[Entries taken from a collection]
-=-=-

#[cfg(test)]
#[allow(clippy::unwrap_used)]
mod tests {
    use super::*;
    use crate::model::{
        Channel, ChannelId, Connector, DataType, Device, DeviceId, Pending, PropertyValue,
    };
    use crate::store::{MemoryRepository, MemoryStateStore};

    struct Fixture {
        repo: Arc<MemoryRepository>,
        states: Arc<MemoryStateStore>,
        connector: ConnectorId,
        device: DeviceId,
        channel: ChannelId,
    }

    impl Fixture {
        fn new() -> Self {
            let repo = Arc::new(MemoryRepository::new());
            let connector = ConnectorId::new();
            repo.upsert_connector(Connector {
                id: connector,
                identifier: "c".into(),
                name: None,
            });
            let device = DeviceId::new();
            repo.upsert_device(Device {
                id: device,
                connector,
                identifier: "d".into(),
                name: None,
                parent: None,
            });
            let channel = ChannelId::new();
            repo.upsert_channel(Channel {
                id: channel,
                device,
                identifier: "ch".into(),
                name: None,
            });
            Self {
                repo,
                states: Arc::new(MemoryStateStore::new()),
                connector,
                device,
                channel,
            }
        }

        fn property(&self, owner: PropertyOwner, kind: PropertyKind, settable: bool) -> PropertyId {
            let id = PropertyId::new();
            self.repo.upsert_property(Property {
                id,
                owner,
                identifier: format!("p-{id}"),
                kind,
                data_type: DataType::Integer,
                settable,
                queryable: true,
                value: None,
            });
            id
        }

        fn reconciler(&self) -> Reconciler {
            Reconciler::new(self.connector, self.repo.clone(), self.states.clone())
        }
    }

    fn requested() -> PropertyState {
        PropertyState {
            expected_value: Some(PropertyValue::Int(1)),
            pending: Pending::Requested,
            ..PropertyState::default()
        }
    }

    #[test]
    fn dynamic_resolves_itself_and_mapped_children() {
        let fx = Fixture::new();
        let parent = fx.property(PropertyOwner::Device(fx.device), PropertyKind::Dynamic, true);
        let child = fx.property(
            PropertyOwner::Channel(fx.channel),
            PropertyKind::Mapped { parent },
            false,
        );

        let candidates = fx.reconciler().resolve_candidates(parent);
        let ids: Vec<_> = candidates.iter().map(|c| c.property).collect();
        assert_eq!(ids, vec![parent, child]);
        assert_eq!(candidates[1].channel, Some(fx.channel));
    }

    #[test]
    fn foreign_connector_resolves_nothing() {
        let fx = Fixture::new();
        let parent = fx.property(PropertyOwner::Device(fx.device), PropertyKind::Dynamic, true);
        let other = Reconciler::new(ConnectorId::new(), fx.repo.clone(), fx.states.clone());
        assert!(other.resolve_candidates(parent).is_empty());
    }

    #[test]
    fn mapped_needs_owned_parent() {
        let fx = Fixture::new();
        let parent = fx.property(PropertyOwner::Device(fx.device), PropertyKind::Dynamic, true);
        let mapped = fx.property(
            PropertyOwner::Device(fx.device),
            PropertyKind::Mapped { parent },
            false,
        );
        assert_eq!(
            fx.reconciler()
                .resolve_candidates(mapped)
                .iter()
                .map(|c| c.property)
                .collect::<Vec<_>>(),
            vec![mapped]
        );

        let orphan = fx.property(
            PropertyOwner::Device(fx.device),
            PropertyKind::Mapped {
                parent: PropertyId::new(),
            },
            false,
        );
        assert!(fx.reconciler().resolve_candidates(orphan).is_empty());
    }

    #[test]
    fn variable_and_unknown_resolve_nothing() {
        let fx = Fixture::new();
        let variable = fx.property(PropertyOwner::Device(fx.device), PropertyKind::Variable, true);
        assert!(fx.reconciler().resolve_candidates(variable).is_empty());
        assert!(fx.reconciler().resolve_candidates(PropertyId::new()).is_empty());
    }

    #[test]
    fn eligibility_rules() {
        let now = Utc::now();
        let stale_after = TimeDelta::seconds(2);
        let scheduled = Eligibility::Scheduled { stale_after };

        assert!(scheduled.admits(&requested(), now));
        assert!(Eligibility::Immediate.admits(&requested(), now));

        let no_expected = PropertyState {
            pending: Pending::Requested,
            ..PropertyState::default()
        };
        assert!(!scheduled.admits(&no_expected, now));

        let fresh = PropertyState {
            pending: Pending::DispatchedAt(now - TimeDelta::seconds(1)),
            ..requested()
        };
        assert!(!scheduled.admits(&fresh, now));

        let stale = PropertyState {
            pending: Pending::DispatchedAt(now - TimeDelta::seconds(3)),
            ..requested()
        };
        assert!(scheduled.admits(&stale, now));
        assert!(!Eligibility::Immediate.admits(&stale, now));
    }

    #[tokio::test]
    async fn abandon_resets_state() {
        let fx = Fixture::new();
        let prop = fx.property(PropertyOwner::Device(fx.device), PropertyKind::Dynamic, true);
        fx.states.request_write(prop, PropertyValue::Int(5));
        let core = fx.reconciler();
        let target = core.resolve_candidates(prop)[0];

        let now = Utc::now();
        let cmd = core
            .on_candidate(&target, &fx.states.get(prop).unwrap(), now, Eligibility::Immediate)
            .unwrap();
        assert!(core.mark_dispatched(&cmd).await);
        assert_eq!(fx.states.get(prop).unwrap().pending, Pending::DispatchedAt(now));

        core.abandon(&cmd, &timeout(fx.device, prop)).await;
        let state = fx.states.get(prop).unwrap();
        assert_eq!(state.expected_value, None);
        assert_eq!(state.pending, Pending::Idle);
    }

    #[tokio::test]
    async fn confirmed_state_is_not_stamped() {
        let fx = Fixture::new();
        let prop = fx.property(PropertyOwner::Device(fx.device), PropertyKind::Dynamic, true);
        let snapshot = fx.states.request_write(prop, PropertyValue::Int(5));
        let core = fx.reconciler();
        let target = core.resolve_candidates(prop)[0];
        let cmd = core
            .on_candidate(&target, &snapshot, Utc::now(), Eligibility::Immediate)
            .unwrap();

        fx.states.confirm(prop, PropertyValue::Int(5));
        assert!(!core.mark_dispatched(&cmd).await);

        let state = fx.states.get(prop).unwrap();
        assert_eq!(state.expected_value, None);
        assert_eq!(state.pending, Pending::Idle);
    }

    #[tokio::test]
    async fn abandon_keeps_newer_request() {
        let fx = Fixture::new();
        let prop = fx.property(PropertyOwner::Device(fx.device), PropertyKind::Dynamic, true);
        let snapshot = fx.states.request_write(prop, PropertyValue::Int(5));
        let core = fx.reconciler();
        let target = core.resolve_candidates(prop)[0];
        let cmd = core
            .on_candidate(&target, &snapshot, Utc::now(), Eligibility::Immediate)
            .unwrap();
        assert!(core.mark_dispatched(&cmd).await);

        fx.states.request_write(prop, PropertyValue::Int(7));
        core.abandon(&cmd, &timeout(fx.device, prop)).await;

        let state = fx.states.get(prop).unwrap();
        assert_eq!(state.expected_value, Some(PropertyValue::Int(7)));
        assert!(state.pending.is_requested());
    }

    fn timeout(device: DeviceId, property: PropertyId) -> CoreError {
        CoreError::Transmission {
            device,
            property,
            message: "timeout".into(),
        }
    }
}
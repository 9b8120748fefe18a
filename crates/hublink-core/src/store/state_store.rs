// ── Property state store ──
//
// The engine reads and mutates property state through
// `PropertyStateStore`, and observes changes through
// `StateNotifications`. `MemoryStateStore` implements both and also
// offers the operations that belong to the outer API/protocol layers
// (`request_write`, `confirm`), so a connector can run without an
// external database.

use async_trait::async_trait;
use dashmap::DashMap;
use dashmap::mapref::entry::Entry;
use serde::{Deserialize, Serialize};
use strum::Display;
use tokio::sync::broadcast;

use crate::error::CoreError;
use crate::model::{Pending, PropertyId, PropertyState, PropertyValue, StateGuard, StateUpdate};

const EVENT_CHANNEL_SIZE: usize = 256;

/// What happened to a property state.
#[derive(Debug, Clone, Copy, PartialEq, Eq, Display, Serialize, Deserialize)]
#[strum(serialize_all = "snake_case")]
#[serde(rename_all = "snake_case")]
pub enum StateAction {
    Created,
    Updated,
}

/// Notification published after every state mutation.
#[derive(Debug, Clone, PartialEq)]
pub struct PropertyStateEvent {
    pub property: PropertyId,
    pub action: StateAction,
    /// State after the mutation.
    pub state: PropertyState,
}

/// Asynchronous access to property state.
#[async_trait]
pub trait PropertyStateStore: Send + Sync {
    /// Current state, or `None` when the property has no state yet.
    async fn read(&self, property: PropertyId) -> Result<Option<PropertyState>, CoreError>;

    /// Apply a partial update, creating the state if needed. Returns the
    /// state after the update.
    async fn update(
        &self,
        property: PropertyId,
        update: StateUpdate,
    ) -> Result<PropertyState, CoreError>;

    /// Apply `update` only if the current state satisfies `guard`, as one
    /// atomic step. Returns `None`, leaving the state untouched, when the
    /// guard fails or the property has no state.
    async fn update_if(
        &self,
        property: PropertyId,
        guard: &StateGuard,
        update: StateUpdate,
    ) -> Result<Option<PropertyState>, CoreError>;
}

/// Source of in-process state change notifications.
pub trait StateNotifications: Send + Sync {
    fn subscribe(&self) -> broadcast::Receiver<PropertyStateEvent>;
}

// ── In-memory implementation ─────────────────────────────────────────

/// Concurrent in-memory state store with change broadcasting.
pub struct MemoryStateStore {
    states: DashMap<PropertyId, PropertyState>,
    events: broadcast::Sender<PropertyStateEvent>,
}

impl Default for MemoryStateStore {
    fn default() -> Self {
        Self::new()
    }
}

impl MemoryStateStore {
    pub fn new() -> Self {
        let (events, _) = broadcast::channel(EVENT_CHANNEL_SIZE);
        Self {
            states: DashMap::new(),
            events,
        }
    }

    /// Synchronous snapshot of a property state.
    pub fn get(&self, property: PropertyId) -> Option<PropertyState> {
        self.states.get(&property).map(|s| s.value().clone())
    }

    /// Replace a property state wholesale.
    pub fn insert(&self, property: PropertyId, state: PropertyState) {
        let action = if self.states.insert(property, state.clone()).is_some() {
            StateAction::Updated
        } else {
            StateAction::Created
        };
        self.publish(property, action, state);
    }

    /// Ask for `value` to be written to the device: sets the expected
    /// value and flags the state as requested.
    pub fn request_write(&self, property: PropertyId, value: PropertyValue) -> PropertyState {
        self.apply(property, &StateUpdate::requested(value))
    }

    /// Record a value reported by the device. The write is complete when
    /// the reported value equals the expected one.
    pub fn confirm(&self, property: PropertyId, actual: PropertyValue) -> PropertyState {
        self.modify(property, |state| {
            if state.expected_value.as_ref() == Some(&actual) {
                state.expected_value = None;
                state.pending = Pending::Idle;
            }
            state.actual_value = Some(actual);
            state.valid = true;
        })
    }

    pub fn len(&self) -> usize {
        self.states.len()
    }

    pub fn is_empty(&self) -> bool {
        self.states.is_empty()
    }

    // ── Private helpers ──────────────────────────────────────────────

    fn apply(&self, property: PropertyId, update: &StateUpdate) -> PropertyState {
        self.modify(property, |state| state.apply(update))
    }

    /// Mutate a state under its shard lock, creating it if needed.
    fn modify(&self, property: PropertyId, f: impl FnOnce(&mut PropertyState)) -> PropertyState {
        // The shard lock is released before broadcasting.
        let (action, state) = match self.states.entry(property) {
            Entry::Occupied(mut occupied) => {
                f(occupied.get_mut());
                (StateAction::Updated, occupied.get().clone())
            }
            Entry::Vacant(vacant) => {
                let mut state = PropertyState::default();
                f(&mut state);
                vacant.insert(state.clone());
                (StateAction::Created, state)
            }
        };
        self.publish(property, action, state.clone());
        state
    }

    fn apply_if(
        &self,
        property: PropertyId,
        guard: &StateGuard,
        update: &StateUpdate,
    ) -> Option<PropertyState> {
        let state = {
            let mut entry = self.states.get_mut(&property)?;
            if !guard.holds(entry.value()) {
                return None;
            }
            entry.value_mut().apply(update);
            entry.value().clone()
        };
        self.publish(property, StateAction::Updated, state.clone());
        Some(state)
    }

    fn publish(&self, property: PropertyId, action: StateAction, state: PropertyState) {
        // No subscribers is fine.
        let _ = self.events.send(PropertyStateEvent {
            property,
            action,
            state,
        });
    }
}

#[async_trait]
impl PropertyStateStore for MemoryStateStore {
    async fn read(&self, property: PropertyId) -> Result<Option<PropertyState>, CoreError> {
        Ok(self.get(property))
    }

    async fn update(
        &self,
        property: PropertyId,
        update: StateUpdate,
    ) -> Result<PropertyState, CoreError> {
        Ok(self.apply(property, &update))
    }

    async fn update_if(
        &self,
        property: PropertyId,
        guard: &StateGuard,
        update: StateUpdate,
    ) -> Result<Option<PropertyState>, CoreError> {
        Ok(self.apply_if(property, guard, &update))
    }
}

impl StateNotifications for MemoryStateStore {
    fn subscribe(&self) -> broadcast::Receiver<PropertyStateEvent> {
        self.events.subscribe()
    }
}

-=-=-

Copy all lines of the records in which the string "struct" can be found.

*Exercise result*:
    struct Fixture {
pub struct PropertyStateEvent {
pub struct MemoryStateStore {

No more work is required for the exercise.